▶ Available records
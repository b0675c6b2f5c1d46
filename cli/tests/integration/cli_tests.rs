//! Integration tests for the themer CLI surface
//!
//! Every case here fails or finishes before a browser would be launched.

use std::path::Path;

use assert_cmd::Command;
use predicates::prelude::*;

fn themer() -> Command {
    let mut cmd = Command::new(assert_cmd::cargo::cargo_bin!("themer"));
    cmd.env("NO_COLOR", "1");
    cmd.env_remove("THEMER_LOG");
    cmd
}

fn write_config(dir: &Path, body: &serde_json::Value) -> std::path::PathBuf {
    let path = dir.join("themer.json");
    std::fs::write(&path, serde_json::to_string_pretty(body).expect("json")).expect("write");
    path
}

// --- Help and version tests ---

#[test]
fn test_cli_no_args_shows_help() {
    themer().assert().code(2).stderr(predicate::str::contains(
        "Upload and download Help Center themes",
    ));
}

#[test]
fn test_help_lists_commands() {
    themer()
        .arg("--help")
        .assert()
        .success()
        .stdout(predicate::str::contains("up"))
        .stdout(predicate::str::contains("down"))
        .stdout(predicate::str::contains("version"));
}

#[test]
fn test_up_help_documents_persist() {
    themer()
        .args(["up", "--help"])
        .assert()
        .success()
        .stdout(predicate::str::contains("--persist"))
        .stdout(predicate::str::contains("--job-timeout"));
}

#[test]
fn test_version_command_shows_version() {
    themer()
        .arg("version")
        .assert()
        .success()
        .stdout(predicate::str::contains(format!(
            "themer {}",
            env!("CARGO_PKG_VERSION")
        )));
}

#[test]
fn test_version_command_json_outputs_valid_json() {
    let output = themer()
        .args(["--json", "version"])
        .assert()
        .success()
        .get_output()
        .stdout
        .clone();
    let value: serde_json::Value = serde_json::from_slice(&output).expect("valid JSON");
    assert_eq!(value["version"], env!("CARGO_PKG_VERSION"));
}

#[test]
fn test_no_color_env_accepts_any_value() {
    for value in ["1", "true", "yes"] {
        themer()
            .env("NO_COLOR", value)
            .arg("version")
            .assert()
            .success()
            .stdout(predicate::str::contains("themer "));
    }
}

#[test]
fn test_no_color_flag_is_accepted() {
    themer()
        .env_remove("NO_COLOR")
        .args(["--no-color", "version"])
        .assert()
        .success();
}

// --- Argument errors ---

#[test]
fn test_up_requires_source() {
    themer().arg("up").assert().code(2);
}

#[test]
fn test_unknown_command_exits_with_error() {
    themer().arg("sideways").assert().failure();
}

// --- Config failures (no browser involved) ---

#[test]
fn test_up_with_missing_config_file_fails() {
    themer()
        .args(["up", "/definitely/missing/themer.json"])
        .assert()
        .code(1)
        .stderr(predicate::str::contains("Error:"))
        .stderr(predicate::str::contains("loading config"));
}

#[test]
fn test_up_with_malformed_config_fails() {
    let dir = tempfile::TempDir::new().expect("temp dir");
    let path = dir.path().join("themer.json");
    std::fs::write(&path, "{ not json").expect("write");

    themer()
        .arg("up")
        .arg(&path)
        .assert()
        .code(1)
        .stderr(predicate::str::contains("cannot parse"));
}

#[test]
fn test_up_with_invalid_domain_fails() {
    let dir = tempfile::TempDir::new().expect("temp dir");
    let path = write_config(
        dir.path(),
        &serde_json::json!({
            "domain": "ftp://acme.zendesk.com",
            "email": "agent@example.com",
            "password": "secret",
        }),
    );

    themer()
        .arg("up")
        .arg(&path)
        .assert()
        .code(1)
        .stderr(predicate::str::contains("Invalid domain"));
}

#[test]
fn test_up_with_missing_target_folder_fails_before_login() {
    let dir = tempfile::TempDir::new().expect("temp dir");
    let path = write_config(
        dir.path(),
        &serde_json::json!({
            "domain": "acme.zendesk.com",
            "email": "agent@example.com",
            "password": "secret",
            "target": "./no-such-theme",
        }),
    );

    themer()
        .arg("up")
        .arg(&path)
        .assert()
        .code(1)
        .stderr(predicate::str::contains("Invalid theme source"))
        .stderr(predicate::str::contains("attempt login").not());
}

#[test]
fn test_up_json_error_reports_code() {
    let dir = tempfile::TempDir::new().expect("temp dir");
    let path = write_config(
        dir.path(),
        &serde_json::json!({
            "domain": "acme.zendesk.com",
            "email": "agent@example.com",
            "password": "secret",
            "target": "./no-such-theme",
        }),
    );

    let output = themer()
        .arg("--json")
        .arg("up")
        .arg(&path)
        .assert()
        .code(1)
        .get_output()
        .stdout
        .clone();
    let value: serde_json::Value = serde_json::from_slice(&output).expect("valid JSON");
    assert_eq!(value["error"], true);
    assert_eq!(value["code"], "invalid_source");
}

#[test]
fn test_up_config_without_target_needs_terminal_for_folder() {
    let dir = tempfile::TempDir::new().expect("temp dir");
    let path = write_config(
        dir.path(),
        &serde_json::json!({
            "domain": "acme.zendesk.com",
            "email": "agent@example.com",
            "password": "secret",
        }),
    );

    themer()
        .arg("up")
        .arg(&path)
        .assert()
        .code(1)
        .stderr(predicate::str::contains("Missing required setting: target"));
}

#[test]
fn test_down_without_config_needs_terminal() {
    themer()
        .arg("down")
        .assert()
        .code(1)
        .stderr(predicate::str::contains("Missing required setting: domain"));
}
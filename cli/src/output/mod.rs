//! Output formatting module

pub mod json;
pub mod progress;
pub mod reporter;
pub mod styles;

use console::Term;
use owo_colors::OwoColorize as _;
pub use reporter::TerminalReporter;
pub use styles::Styles;

/// Output context carrying styling and terminal state.
pub struct OutputContext {
    /// Stylesheet for colored output.
    pub styles: Styles,
    /// Whether stdout is a TTY.
    pub is_tty: bool,
    /// Whether to suppress non-error output.
    pub quiet: bool,
}

impl OutputContext {
    /// Create output context based on CLI flags and environment.
    #[must_use]
    pub fn new(no_color: bool, quiet: bool) -> Self {
        let is_tty = Term::stdout().is_term();
        let use_colors = !no_color && is_tty && std::env::var("NO_COLOR").is_err();

        let mut styles = Styles::default();
        if use_colors {
            styles.colorize();
        }

        Self {
            styles,
            is_tty,
            quiet,
        }
    }

    /// Check if progress indicators should be shown.
    #[must_use]
    pub fn show_progress(&self) -> bool {
        self.is_tty && !self.quiet
    }

    /// Print a success message prefixed with `✓`. Suppressed when `quiet`.
    pub fn success(&self, msg: &str) {
        if !self.quiet {
            println!("  {} {msg}", "✓".style(self.styles.success));
        }
    }

    /// Print a warning message prefixed with `⚠`. Suppressed when `quiet`.
    pub fn warn(&self, msg: &str) {
        if !self.quiet {
            println!("  {} {msg}", "⚠".style(self.styles.warning));
        }
    }

    /// Print a key-value pair with the key dimmed. Suppressed when `quiet`.
    pub fn kv(&self, key: &str, value: &str) {
        if !self.quiet {
            println!("  {}  {value}", key.style(self.styles.dim));
        }
    }
}
//! Application context — unified state passed to every command handler.
//!
//! `AppContext` carries the output context, the browser launch options and
//! the interactive prompts so command signatures stay `(&AppContext, args)`.

use std::io::IsTerminal;
use std::path::PathBuf;

use anyhow::{Context, Result};

use crate::application::services::session::Timeouts;
use crate::domain::ConfigError;
use crate::infra::browser::LaunchOptions;
use crate::output::{OutputContext, TerminalReporter};

/// Output rendering mode.
#[derive(Debug, Clone, Copy, PartialEq, Eq)]
pub enum OutputMode {
    /// Human-readable terminal output (default).
    Human,
    /// Machine-readable JSON output.
    Json,
}

/// Output rendering flags.
pub struct OutputFlags {
    /// Disable ANSI color output.
    pub no_color: bool,
    /// Suppress non-error output.
    pub quiet: bool,
    /// Enable JSON output mode.
    pub json: bool,
}

/// Browser flags.
pub struct BrowserFlags {
    /// Show the browser window.
    pub headed: bool,
    /// Explicit browser executable.
    pub chrome: Option<PathBuf>,
}

/// Flags passed from the top-level CLI to `AppContext::new`.
pub struct AppFlags {
    /// Output rendering options.
    pub output: OutputFlags,
    /// Browser options.
    pub browser: BrowserFlags,
}

/// Unified application context passed to every command handler.
pub struct AppContext {
    /// Terminal output context (colors, quiet mode).
    pub output: OutputContext,
    /// Output rendering mode (human vs JSON).
    pub mode: OutputMode,
    /// How to launch the browser.
    pub launch: LaunchOptions,
    /// Page wait ceilings used by the session.
    pub timeouts: Timeouts,
    /// Whether stdin can answer prompts.
    pub interactive: bool,
}

impl AppContext {
    /// Construct an `AppContext` from top-level CLI flags.
    #[must_use]
    pub fn new(flags: &AppFlags) -> Self {
        let mode = if flags.output.json {
            OutputMode::Json
        } else {
            OutputMode::Human
        };
        // JSON mode owns stdout, so human progress is silenced.
        let quiet = flags.output.quiet || flags.output.json;
        let timeouts = Timeouts::default();

        Self {
            output: OutputContext::new(flags.output.no_color, quiet),
            mode,
            launch: LaunchOptions {
                headed: flags.browser.headed,
                executable: flags.browser.chrome.clone(),
                navigation_timeout: timeouts.navigation,
            },
            timeouts,
            interactive: std::io::stdin().is_terminal(),
        }
    }

    /// Returns `true` when JSON output mode is active.
    #[must_use]
    pub fn is_json(&self) -> bool {
        self.mode == OutputMode::Json
    }

    /// Progress reporter bound to this context's output.
    #[must_use]
    pub fn reporter(&self) -> TerminalReporter<'_> {
        TerminalReporter::new(&self.output)
    }

    /// Ask the user for confirmation.
    ///
    /// Without a terminal on stdin, returns `default` without prompting.
    ///
    /// # Errors
    ///
    /// Returns an error if the terminal prompt fails.
    pub fn confirm(&self, prompt: &str, default: bool) -> Result<bool> {
        if !self.interactive {
            return Ok(default);
        }
        let confirmed = dialoguer::Confirm::new()
            .with_prompt(prompt)
            .default(default)
            .interact()?;
        Ok(confirmed)
    }

    /// Prompt for a line of text, offering `default` when given.
    ///
    /// # Errors
    ///
    /// Returns [`ConfigError::MissingField`] naming `field` when stdin is not
    /// a terminal, or an error if the prompt fails.
    pub fn input(&self, field: &'static str, prompt: &str, default: Option<&str>) -> Result<String> {
        if !self.interactive {
            return Err(ConfigError::MissingField(field).into());
        }
        let mut input = dialoguer::Input::<String>::new().with_prompt(prompt);
        if let Some(default) = default {
            input = input.default(default.to_string());
        }
        input
            .interact_text()
            .with_context(|| format!("reading {field}"))
    }

    /// Prompt for a secret without echo.
    ///
    /// # Errors
    ///
    /// Returns [`ConfigError::MissingField`] naming `field` when stdin is not
    /// a terminal, or an error if the prompt fails.
    pub fn password(&self, field: &'static str, prompt: &str) -> Result<String> {
        if !self.interactive {
            return Err(ConfigError::MissingField(field).into());
        }
        dialoguer::Password::new()
            .with_prompt(prompt)
            .interact()
            .with_context(|| format!("reading {field}"))
    }
}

▶ Task description
Extract each line from the entries above that contains the string "stdin".

▶ Solution for this problem
    /// Whether stdin can answer prompts.
            interactive: std::io::stdin().is_terminal(),
    /// Without a terminal on stdin, returns `default` without prompting.
    /// Returns [`ConfigError::MissingField`] naming `field` when stdin is not
    /// Returns [`ConfigError::MissingField`] naming `field` when stdin is not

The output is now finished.